Another Normal American
Last Friday in a real estate office my wife and I signed a zillion pieces of paper that put us in debt to a mortgage company. Then they gave us the keys. We drove to our new home with our two little girls, opened a bottle of fizzy apple cider, made a toast, plugged in a CD player and danced through all of the empty rooms to the obvious song by Madness. At the end of the evening I told the wife I felt possessed by a primitive urge to mark my line around the property.
Now for the past several days I find myself in home improvement centers wandering the aisles, collecting equipment for home maintenance; brooms, rakes, paint, caulk, and various types of sealant that cause exotic forms of cancer in lab animals. I study the boilerplate warnings with great interest while the other dazed homeowners wander past me. Meanwhile David Byrne is yelling in my head: You may find yourself ...

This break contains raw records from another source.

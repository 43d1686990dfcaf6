//! Finder-pattern location stages
//!
//! - Edge-map preparation (grayscale, blur, optional threshold, Canny)
//! - Contour tracing with the full nesting tree
//! - Candidate selection by squareness and nesting depth
//! - Right-triangle validation of candidate triples
//! - Perspective rectification onto a canonical square

/// Minimum-area-rect squareness and depth bucketing
pub mod candidate;
/// Border tracing of the edge map
pub mod contour;
/// Grayscale, blur, threshold and edge detection
pub mod preprocess;
/// Warp of the corner quad onto the clip
pub mod transform;
/// Right-triangle test and corner ordering
pub mod triangle;
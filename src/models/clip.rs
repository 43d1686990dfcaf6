use image::RgbImage;

use crate::models::Point;

/// Three finder-pattern centers.
///
/// After validation, index 0 is the right-angle corner and indices 1 and 2
/// are the ends of the hypotenuse.
#[derive(Debug, Clone, Copy, PartialEq)]
pub struct CornerTriple(pub [Point; 3]);

impl CornerTriple {
    /// Create a triple from three points
    pub fn new(p0: Point, p1: Point, p2: Point) -> Self {
        Self([p0, p1, p2])
    }

    /// Squared side lengths `[l01, l12, l20]`
    pub fn squared_sides(&self) -> [f64; 3] {
        let [p0, p1, p2] = &self.0;
        [
            p0.distance_squared(p1),
            p1.distance_squared(p2),
            p2.distance_squared(p0),
        ]
    }

    /// Point at `idx`
    pub fn point(&self, idx: usize) -> Point {
        self.0[idx]
    }
}

/// Perspective-corrected square crop handed to the decoder
#[derive(Debug, Clone)]
pub struct RectifiedClip {
    /// Rectified pixels, `(size + 2 * margin)` on each side
    pub image: RgbImage,
    /// Source-image corners mapped to the canonical square, in
    /// `(right-angle, arm, arm, completed)` order
    pub corners: [Point; 4],
}

impl RectifiedClip {
    /// Side length of the clip in pixels
    pub fn side(&self) -> u32 {
        self.image.width()
    }
}
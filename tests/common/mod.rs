//! Synthetic finder-pattern images and a marker-reading stub decoder.
#![allow(dead_code)]

use image::{DynamicImage, Rgb, RgbImage};
use imageproc::drawing::draw_filled_rect_mut;
use imageproc::rect::Rect;
use qr_clip::utils::grayscale::luma;

/// Pixels per module
pub const MODULE: u32 = 10;
/// Offset of the first code on the canvas
pub const ORIGIN: u32 = 95;
/// Text the stub decoder returns
pub const MARKER_TEXT: &str = "MARKER";

/// Finder positions of a version 1 code, in modules
pub const FINDERS: [(u32, u32); 3] = [(0, 0), (14, 0), (0, 14)];

fn fill(img: &mut RgbImage, x: u32, y: u32, side: u32, value: u8) {
    draw_filled_rect_mut(
        img,
        Rect::at(x as i32, y as i32).of_size(side, side),
        Rgb([value; 3]),
    );
}

/// Draw a finder pattern with its top-left module at `(x, y)` pixels
pub fn draw_finder(img: &mut RgbImage, x: u32, y: u32, light: u8, dark: u8) {
    fill(img, x, y, 7 * MODULE, dark);
    fill(img, x + MODULE, y + MODULE, 5 * MODULE, light);
    fill(img, x + 2 * MODULE, y + 2 * MODULE, 3 * MODULE, dark);
}

/// Draw the given finders plus a dark 3x3 marker at the code center.
/// The code's left edge is at `left`, its top edge at `ORIGIN`.
pub fn draw_code(img: &mut RgbImage, left: u32, finders: &[(u32, u32)], light: u8, dark: u8) {
    for &(mx, my) in finders {
        draw_finder(img, left + mx * MODULE, ORIGIN + my * MODULE, light, dark);
    }
    fill(img, left + 9 * MODULE, ORIGIN + 9 * MODULE, 3 * MODULE, dark);
}

/// 400x400 canvas with one axis-aligned code
pub fn synthetic_code(light: u8, dark: u8) -> DynamicImage {
    let mut img = RgbImage::from_pixel(400, 400, Rgb([light; 3]));
    draw_code(&mut img, ORIGIN, &FINDERS, light, dark);
    DynamicImage::ImageRgb8(img)
}

/// Mean luminance of the 5x5 patch centered on `(x, y)`
fn patch_luma(clip: &RgbImage, x: u32, y: u32) -> u32 {
    let mut sum = 0u32;
    for py in y - 2..=y + 2 {
        for px in x - 2..=x + 2 {
            let Rgb([r, g, b]) = *clip.get_pixel(px, py);
            sum += luma(r, g, b) as u32;
        }
    }
    sum / 25
}

/// Reads a clip as `MARKER_TEXT` when its center is clearly darker than
/// a point between the center and the top edge of the canonical square
pub fn marker_decoder(clip: &RgbImage) -> Option<String> {
    if clip.width() != 300 || clip.height() != 300 {
        return None;
    }
    let center = patch_luma(clip, 150, 150);
    let probe = patch_luma(clip, 150, 110);
    (center + 20 < probe).then(|| MARKER_TEXT.to_string())
}
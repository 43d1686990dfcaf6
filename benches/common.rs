use image::{Rgb, RgbImage};

const MODULE: u32 = 10;

fn fill(img: &mut RgbImage, x: u32, y: u32, side: u32, value: u8) {
    for py in y..y + side {
        for px in x..x + side {
            img.put_pixel(px, py, Rgb([value; 3]));
        }
    }
}

/// Canvas of `width` x `height` with one 21-module code in the middle,
/// drawn with the given light and dark levels
pub fn synthetic_scene(width: u32, height: u32, light: u8, dark: u8) -> RgbImage {
    let mut img = RgbImage::from_pixel(width, height, Rgb([light; 3]));
    let left = (width - 21 * MODULE) / 2;
    let top = (height - 21 * MODULE) / 2;
    for (mx, my) in [(0, 0), (14, 0), (0, 14)] {
        let (x, y) = (left + mx * MODULE, top + my * MODULE);
        fill(&mut img, x, y, 7 * MODULE, dark);
        fill(&mut img, x + MODULE, y + MODULE, 5 * MODULE, light);
        fill(&mut img, x + 2 * MODULE, y + 2 * MODULE, 3 * MODULE, dark);
    }
    fill(&mut img, left + 9 * MODULE, top + 9 * MODULE, 3 * MODULE, dark);
    img
}
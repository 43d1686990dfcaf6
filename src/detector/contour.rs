use image::GrayImage;
use imageproc::contours::{BorderType, find_contours};

use crate::models::{Contour, ContourHierarchy, PointI};

/// Trace every border in the edge map, keeping the full nesting tree.
///
/// Non-zero pixels are foreground. Borders are returned unsimplified so
/// the nesting depth of each contour is exact; no geometric filtering
/// happens here.
pub fn extract_contours(edges: &GrayImage) -> (Vec<Contour>, ContourHierarchy) {
    if edges.width() == 0 || edges.height() == 0 {
        return (Vec::new(), ContourHierarchy::default());
    }

    let raw = find_contours::<i32>(edges);
    let parents: Vec<Option<usize>> = raw.iter().map(|c| c.parent).collect();
    let contours = raw
        .into_iter()
        .map(|c| {
            let points = c.points.iter().map(|p| PointI::new(p.x, p.y)).collect();
            Contour::new(points, c.border_type == BorderType::Hole)
        })
        .collect();

    (contours, ContourHierarchy::from_parents(&parents))
}
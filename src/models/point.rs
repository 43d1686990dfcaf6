/// 2D point with floating point coordinates
#[derive(Debug, Clone, Copy, PartialEq, Default)]
pub struct Point {
    /// X coordinate
    pub x: f64,
    /// Y coordinate
    pub y: f64,
}

impl Point {
    /// Create a new point
    pub fn new(x: f64, y: f64) -> Self {
        Self { x, y }
    }

    /// Calculate distance to another point
    pub fn distance(&self, other: &Point) -> f64 {
        self.distance_squared(other).sqrt()
    }

    /// Calculate squared distance (faster, no sqrt)
    pub fn distance_squared(&self, other: &Point) -> f64 {
        let dx = self.x - other.x;
        let dy = self.y - other.y;
        dx * dx + dy * dy
    }

    /// Cross product of (a - self) and (b - self)
    pub fn cross(&self, a: &Point, b: &Point) -> f64 {
        (a.x - self.x) * (b.y - self.y) - (a.y - self.y) * (b.x - self.x)
    }
}

impl From<PointI> for Point {
    fn from(p: PointI) -> Self {
        Self::new(p.x as f64, p.y as f64)
    }
}

/// Integer point for pixel coordinates
#[derive(Debug, Clone, Copy, PartialEq, Eq, Default, PartialOrd, Ord)]
pub struct PointI {
    /// X coordinate
    pub x: i32,
    /// Y coordinate
    pub y: i32,
}

impl PointI {
    /// Create a new integer point
    pub fn new(x: i32, y: i32) -> Self {
        Self { x, y }
    }
}
//! Symbol readers the locator hands rectified clips to.
//!
//! The locator only finds and straightens the code; reading the modules is
//! delegated to a [`ClipDecoder`]. Closures work directly, which keeps tests
//! free of a real QR reader.

use image::RgbImage;

use crate::utils::grayscale::rgb_to_luma;

/// Reads the payload of one rectified clip.
///
/// Return `None` on any failure instead of panicking: the locator calls
/// this for every plausible corner triple and moves on when it fails.
/// Implementations should be free of side effects.
pub trait ClipDecoder {
    /// Decode `clip`, or `None` if it holds no readable symbol
    fn decode(&self, clip: &RgbImage) -> Option<String>;
}

impl<F> ClipDecoder for F
where
    F: Fn(&RgbImage) -> Option<String>,
{
    fn decode(&self, clip: &RgbImage) -> Option<String> {
        self(clip)
    }
}

/// Reader backed by the `rqrr` crate
#[derive(Debug, Clone, Copy, Default)]
pub struct RqrrDecoder;

impl ClipDecoder for RqrrDecoder {
    fn decode(&self, clip: &RgbImage) -> Option<String> {
        let gray = rgb_to_luma(clip);
        let mut prepared = rqrr::PreparedImage::prepare_from_greyscale(
            gray.width() as usize,
            gray.height() as usize,
            |x, y| gray.get_pixel(x as u32, y as u32)[0],
        );

        prepared
            .detect_grids()
            .into_iter()
            .find_map(|grid| match grid.decode() {
                Ok((_meta, text)) => Some(text),
                Err(err) => {
                    tracing::trace!(?err, "rqrr could not read grid");
                    None
                }
            })
    }
}
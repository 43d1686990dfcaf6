/// Edge-map preparation for contour extraction
///
/// Grayscale, Gaussian blur, an optional fixed threshold (enhanced pass),
/// then Canny. The plain pass is enough for most well-lit photos; the
/// enhanced pass flattens uneven lighting at the cost of fine detail.
use image::{GrayImage, RgbImage};
use imageproc::edges::canny;
use imageproc::filter::gaussian_blur_f32;

use crate::config::LocatorConfig;
use crate::diagnostics::Diagnostics;
use crate::utils::binarization::threshold_binarize_mut;
use crate::utils::grayscale::rgb_to_luma;

/// Build the edge map of `source`. Edge pixels are 255, the rest 0.
pub fn prepare(
    source: &RgbImage,
    enhanced: bool,
    config: &LocatorConfig,
    diagnostics: &Diagnostics,
) -> GrayImage {
    let (width, height) = source.dimensions();
    if width == 0 || height == 0 {
        return GrayImage::new(width, height);
    }
    let pass = if enhanced { "enhanced" } else { "plain" };

    let gray = rgb_to_luma(source);
    let mut work = gaussian_blur_f32(&gray, config.blur_sigma);
    diagnostics.save_gray(&format!("{pass}-blur.png"), &work);

    if enhanced {
        threshold_binarize_mut(&mut work, config.binarize_threshold);
        diagnostics.save_gray(&format!("{pass}-threshold.png"), &work);
    }

    let edges = canny(&work, config.canny_low, config.canny_high);
    diagnostics.save_gray(&format!("{pass}-canny.png"), &edges);

    tracing::debug!(
        pass,
        width,
        height,
        edge_pixels = edges.iter().filter(|&&v| v > 0).count(),
        "prepared edge map"
    );
    edges
}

This is another big milestone. My 20s and 30s have seen many reversals of fortune. And the default progression of events (college, wedding, house, kids, followed by some combination of ennui or divorce) - this chronology has been scrambled out of order. But my new winning streak started when Rachel foolishly consented to marry. Now our kids are playing upstairs, and I look out the window to the park next door and watch another young family try and launch a kite.
Cue the golden retriever carrying slippers.